Using the pre-trained word2vec vectors requires downloading the binary file from (https://code.google.com/p/word2vec/)

Download link (1.5Gb)

The file name is GoogleNews-vectors-negative300.bin.gz. This file must be placed in the same directory as the python files in order to be used without modifying the code.

Data files

In order to reproduce the results and tables you wil need the following proprietary data files (authorized researchers only):

  • training_data.csv
  • NA Reviews Data.csv
  • NA_Location_Data_7-16-18.csv

Steps to Replicate:

  1. Ensure training_data.csv and NA Reviews Data.csv are in the working directory.

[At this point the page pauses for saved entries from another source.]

//! Process-wide stdout redirection (unix).
//!
//! File descriptor 1 is pointed at a pipe whose read end is drained by a pump
//! thread into a [`CaptureBuffer`]. The buffer mirrors chunks to a duplicate of the
//! real stdout, so the console keeps showing output while it is being captured.
//!
//! Children spawned during a capture inherit the pipe as their stdout. Restoring
//! therefore does not wait for EOF: once fd 1 is re-bound the pump drains what is
//! already in the pipe and stops. Output a child writes after that is dropped.

use std::fs::File;
use std::io::{self, Read, Write};
use std::os::fd::{AsFd, OwnedFd};
use std::sync::atomic::{AtomicBool, Ordering};
use std::sync::{Arc, Mutex, MutexGuard};
use std::thread::{self, JoinHandle};

use rustix::event::{PollFd, PollFlags, Timespec};

use tracing::{debug, warn};

use super::buffer::CaptureBuffer;
use crate::error::{RunError, RunResult};

/// Set while some capture owns fd 1.
static CAPTURE_ACTIVE: AtomicBool = AtomicBool::new(false);

type SharedBuffer = Arc<Mutex<CaptureBuffer<Box<dyn Write + Send>>>>;

/// Scoped ownership of the process's stdout.
///
/// Only one capture can be installed at a time. [`restore`](Self::restore) gives
/// stdout back; dropping an installed capture restores it as well.
pub struct StdoutCapture {
    active: Option<Active>,
}

struct Active {
    saved: OwnedFd,
    buffer: SharedBuffer,
    stop: Arc<AtomicBool>,
    pump: JoinHandle<io::Result<()>>,
}

/// How long the pump waits for data before checking whether it should stop.
const PUMP_POLL_TIMEOUT: Timespec = Timespec {
    tv_sec: 0,
    tv_nsec: 50_000_000,
};

impl StdoutCapture {
    /// Redirect stdout, mirroring captured chunks to the current console.
    pub fn install() -> RunResult<Self> {
        Self::acquire(None)
    }

    /// Redirect stdout, mirroring captured chunks to `sink` instead of the console.
    pub fn install_into(sink: Box<dyn Write + Send>) -> RunResult<Self> {
        Self::acquire(Some(sink))
    }

    fn acquire(sink: Option<Box<dyn Write + Send>>) -> RunResult<Self> {
        if CAPTURE_ACTIVE
            .compare_exchange(false, true, Ordering::SeqCst, Ordering::SeqCst)
            .is_err()
        {
            return Err(RunError::CaptureBusy);
        }

        match redirect(sink) {
            Ok(active) => {
                debug!("stdout capture installed");
                Ok(Self {
                    active: Some(active),
                })
            }
            Err(e) => {
                CAPTURE_ACTIVE.store(false, Ordering::SeqCst);
                Err(RunError::Io(e))
            }
        }
    }

    /// Whether this capture still owns stdout.
    pub fn is_installed(&self) -> bool {
        self.active.is_some()
    }

    /// Give stdout back and drain everything captured so far.
    ///
    /// The console is re-bound first, then whatever is left in the pipe is read and
    /// emitted as the final flush. Returns without waiting for child processes
    /// that still hold the pipe open.
    pub fn restore(mut self) -> io::Result<()> {
        self.release()
    }

    fn release(&mut self) -> io::Result<()> {
        let Some(active) = self.active.take() else {
            return Ok(());
        };

        let flushed = io::stdout().flush();

        if let Err(e) = rustix::stdio::dup2_stdout(&active.saved) {
            // fd 1 still feeds the pipe; leave the pump running so writers never block.
            CAPTURE_ACTIVE.store(false, Ordering::SeqCst);
            return Err(e.into());
        }
        // Nothing in this process writes to the pipe any more.
        active.stop.store(true, Ordering::SeqCst);

        let pumped = match active.pump.join() {
            Ok(result) => result,
            Err(_) => Err(io::Error::other("stdout capture pump panicked")),
        };
        let drained = lock(&active.buffer).flush_final();

        CAPTURE_ACTIVE.store(false, Ordering::SeqCst);
        debug!("stdout capture restored");

        flushed.and(pumped).and(drained)
    }
}

impl std::fmt::Debug for StdoutCapture {
    fn fmt(&self, f: &mut std::fmt::Formatter<'_>) -> std::fmt::Result {
        f.debug_struct("StdoutCapture")
            .field("installed", &self.is_installed())
            .finish()
    }
}

impl Drop for StdoutCapture {
    fn drop(&mut self) {
        if let Err(e) = self.release() {
            warn!("failed to restore stdout: {e}");
        }
    }
}

fn redirect(sink: Option<Box<dyn Write + Send>>) -> io::Result<Active> {
    io::stdout().flush()?;

    let saved = rustix::io::dup(io::stdout().as_fd())?;
    let sink = match sink {
        Some(sink) => sink,
        None => Box::new(File::from(saved.try_clone()?)) as Box<dyn Write + Send>,
    };

    let (reader, writer) = rustix::pipe::pipe()?;
    rustix::io::ioctl_fionbio(&reader, true)?;
    rustix::stdio::dup2_stdout(&writer)?;
    drop(writer);

    let buffer: SharedBuffer = Arc::new(Mutex::new(CaptureBuffer::new(sink)));
    let stop = Arc::new(AtomicBool::new(false));
    let pump_buffer = Arc::clone(&buffer);
    let pump_stop = Arc::clone(&stop);
    let pump = thread::Builder::new()
        .name("stdout-capture".to_string())
        .spawn(move || drain_pipe(File::from(reader), pump_buffer, &pump_stop));

    match pump {
        Ok(pump) => Ok(Active {
            saved,
            buffer,
            stop,
            pump,
        }),
        Err(e) => {
            // Nobody would drain the pipe; put the console back before failing.
            rustix::stdio::dup2_stdout(&saved)?;
            Err(e)
        }
    }
}

/// Drain the non-blocking pipe until every write end is closed, or until `stop`
/// is set and the pipe is empty.
///
/// Keeps reading after a sink error so writers never block on a full pipe.
fn drain_pipe(mut reader: File, buffer: SharedBuffer, stop: &AtomicBool) -> io::Result<()> {
    let mut chunk = [0u8; 4096];
    let mut first_error = None;
    loop {
        let n = match reader.read(&mut chunk) {
            Ok(0) => break,
            Ok(n) => n,
            Err(e) if e.kind() == io::ErrorKind::Interrupted => continue,
            Err(e) if e.kind() == io::ErrorKind::WouldBlock => {
                if stop.load(Ordering::SeqCst) {
                    break;
                }
                wait_readable(&reader)?;
                continue;
            }
            Err(e) => return Err(e),
        };
        if let Err(e) = lock(&buffer).push(&chunk[..n]) {
            if first_error.is_none() {
                warn!("failed to mirror captured output: {e}");
                first_error = Some(e);
            }
        }
    }
    first_error.map_or(Ok(()), Err)
}

fn wait_readable(reader: &File) -> io::Result<()> {
    let mut fds = [PollFd::new(reader, PollFlags::IN)];
    match rustix::event::poll(&mut fds, Some(&PUMP_POLL_TIMEOUT)) {
        Ok(_) | Err(rustix::io::Errno::INTR) => Ok(()),
        Err(e) => Err(e.into()),
    }
}

fn lock(buffer: &SharedBuffer) -> MutexGuard<'_, CaptureBuffer<Box<dyn Write + Send>>> {
    buffer.lock().unwrap_or_else(|poisoned| poisoned.into_inner())
}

  2. Run cnn_sentiment.py to evaluate performance of CNN. This may take 20-30 minutes to run on a cpu

$ python cnn_sentiment.py
# Using TensorFlow backend.
# 2018-09-15 20:58:41.430100: I tensorflow/core/platform/cpu_feature_guard.cc:141] Your CPU supports instructions that this TensorFlow binary was not compiled to use: AVX2 FMA
# Train size: 7162
# Test size: 1791
# Loading pre-trained word embeddings..
# done in 198.498287s
# creating embedding matrix..
# done in 0.000003s
# Epoch 1/3
# 7162/7162 [==============================] - 1502s 210ms/step - loss: 0.5105 - acc: 0.7517
# Epoch 2/3
# 7162/7162 [==============================] - 1499s 209ms/step - loss: 0.3302 - acc: 0.8567
# Epoch 3/3
# 7162/7162 [==============================] - 1492s 208ms/step - loss: 0.2405 - acc: 0.9037
# Generating predictions on the test set...
#
# Accuracy: 84.37%
# Precision: 0.88
# Recall: 0.82
  1. Run lstm_sentiment.py to evaluate performance of LSTM. This may take 60 minutes to run on a cpu
$ python lstm_sentiment.py
# Accuracy: 83.81%
# Precision: 0.85
# Recall: 0.86
  1. Run lr_sentiment.py to evaluate performance of Logistic Regression
$ python lr_sentiment.py
# Accuracy: 78.5%
# Precision: 0.79
# Recall: 0.82
  1. Run svm_sentiment.py to evaluate performance of SVM
$ python svm_sentiment.py
# Accuracy: 76.5%
# Precision: 0.78
# Recall: 0.79
  1. Run cnn_make_predictions.py to generate sentiment predictions for all reviews. This will create the NA Reviews Data Sentiment.csv file. This may take around an hour to run on a cpu.
$ python cnn_make_predictions.py
# Using TensorFlow backend.
# 2018-09-15 22:23:14.930414: I tensorflow/core/platform/cpu_feature_guard.cc:141] Your CPU supports instructions that this TensorFlow binary was not compiled to use: AVX2 FMA
# sys:1: DtypeWarning: Columns (2) have mixed types. Specify dtype option on import or set low_memory=False.
# Train size: 8953
# Predict size: 140188
# Loading pre-trained word embeddings..
# done in 193.541409s
# creating embedding matrix..
# done in 0.000003s
# Epoch 1/3
# 8953/8953 [==============================] - 1876s 210ms/step - loss: 0.4838 - acc: 0.7697
# Epoch 2/3
# 8953/8953 [==============================] - 1873s 209ms/step - loss: 0.3162 - acc: 0.8631
# Epoch 3/3
# 8953/8953 [==============================] - 1866s 208ms/step - loss: 0.2354 - acc: 0.9067
# Predicting sentiment for entire dataset...
# done in 6714.033920s
  1. Run create_final_analysis_data.py to create final predictions dataset by replacing machine predictions of reviews that are in training set with ground truth labels from humans. This will generate the NA Reviews Data Best Sentiment.csv file.
$ python create_final_analysis_data.py
# sys:1: DtypeWarning: Columns (3) have mixed types. Specify dtype option on import or set low_memory=False.
  1. The rest of the steps are in R. Ensure NA Reviews Data Best Sentiment.csv and NA_Location_Data_7-16-18.csv are in the working directory.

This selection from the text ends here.